Because look: Though this disease might have sprung up in the South, it’s long been a pandemic. We know racism doesn’t stop arbitrarily just because time passes, and it’s not confined to geographical lines, either. Two of America’s most notoriously racist cities—Boston and Chicago—are in the north. As Charles Blow pointed out on CNN last night, even many abolitionists were also racists: They might help out of religious duty or a sense of fairness or basic humanity, but that doesn’t mean they actually treated or saw black people as equals.

No?

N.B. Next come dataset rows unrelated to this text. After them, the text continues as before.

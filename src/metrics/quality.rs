//! Quality Phase Metrics
//!
//! Rule outcomes and cleaning volumes.

use crate::metrics::{phase_metric, MetricDoc, MetricType, PhaseMetrics};
use crate::pipeline::processing::quality_gate::{CleanRecordSet, RuleResult};

/// Metrics collection for the quality phase
pub struct QualityMetrics;

impl QualityMetrics {
    /// Record the outcome of a single rule
    pub fn record_rule(result: &RuleResult) {
        ::metrics::counter!(
            phase_metric!(counter, "quality", "rules_evaluated"),
            "rule" => result.name.clone()
        )
        .increment(1);
        if !result.passed {
            ::metrics::counter!(
                phase_metric!(counter, "quality", "rules_failed"),
                "rule" => result.name.clone()
            )
            .increment(1);
        }
        ::metrics::gauge!(
            phase_metric!(gauge, "quality", "rule_violations"),
            "rule" => result.name.clone()
        )
        .set(result.violations as f64);
    }

    /// Record raw versus clean sizes for a run
    pub fn record_run(raw_records: usize, clean_records: usize) {
        ::metrics::counter!(phase_metric!(counter, "quality", "runs")).increment(1);
        ::metrics::gauge!(phase_metric!(gauge, "quality", "raw_records")).set(raw_records as f64);
        ::metrics::gauge!(phase_metric!(gauge, "quality", "clean_records"))
            .set(clean_records as f64);
        ::metrics::counter!(phase_metric!(counter, "quality", "records_dropped"))
            .increment(raw_records.saturating_sub(clean_records) as u64);
    }

    /// Record a full cleaning pass
    pub fn record_clean(clean: &CleanRecordSet) {
        Self::record_run(clean.original_count(), clean.len());
    }
}

impl PhaseMetrics for QualityMetrics {
    fn register_metrics() {
        use metrics::{counter, gauge};

        let _ = counter!(phase_metric!(counter, "quality", "rules_evaluated"));
        let _ = counter!(phase_metric!(counter, "quality", "rules_failed"));
        let _ = counter!(phase_metric!(counter, "quality", "runs"));
        let _ = counter!(phase_metric!(counter, "quality", "records_dropped"));
        let _ = gauge!(phase_metric!(gauge, "quality", "rule_violations"));
        let _ = gauge!(phase_metric!(gauge, "quality", "raw_records"));
        let _ = gauge!(phase_metric!(gauge, "quality", "clean_records"));
    }

    fn phase_name() -> &'static str {
        "quality"
    }

    fn metrics_documentation() -> Vec<MetricDoc> {
        vec![
            MetricDoc {
                name: phase_metric!(counter, "quality", "rules_evaluated"),
                metric_type: MetricType::Counter,
                help: "Rule evaluations performed",
                labels: vec!["rule"],
            },
            MetricDoc {
                name: phase_metric!(counter, "quality", "rules_failed"),
                metric_type: MetricType::Counter,
                help: "Rule evaluations that reported violations",
                labels: vec!["rule"],
            },
            MetricDoc {
                name: phase_metric!(counter, "quality", "runs"),
                metric_type: MetricType::Counter,
                help: "Cleaning passes performed",
                labels: vec![],
            },
            MetricDoc {
                name: phase_metric!(counter, "quality", "records_dropped"),
                metric_type: MetricType::Counter,
                help: "Records removed by the cleaner",
                labels: vec![],
            },
            MetricDoc {
                name: phase_metric!(gauge, "quality", "rule_violations"),
                metric_type: MetricType::Gauge,
                help: "Violation count reported by the latest evaluation of each rule",
                labels: vec!["rule"],
            },
            MetricDoc {
                name: phase_metric!(gauge, "quality", "raw_records"),
                metric_type: MetricType::Gauge,
                help: "Records in the latest raw collection",
                labels: vec![],
            },
            MetricDoc {
                name: phase_metric!(gauge, "quality", "clean_records"),
                metric_type: MetricType::Gauge,
                help: "Records surviving the latest cleaning pass",
                labels: vec![],
            },
        ]
    }
}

Most of white America didn’t even really see blackface until now. The more opportunistic people among us still don’t see the Virginia scandals as anything other than a means to a political win, and most of those people probably don’t think it’s a big deal to begin with. Given what we know of Republicans in Virginia, though, I wonder if the GOP leadership is nervous someone will dig up a yearbook photo of the entire Republican caucus building a Confederate monument on the State Capitol lawn by the light of a burning cross.

The responsibility of what to do next extends to each one of us, but it starts with Virginia. As it should. Obviously racism doesn’t live between imaginary lines on a map, but trust me as a Virginian, there’s a reason Charlottesville was in Charlottesville.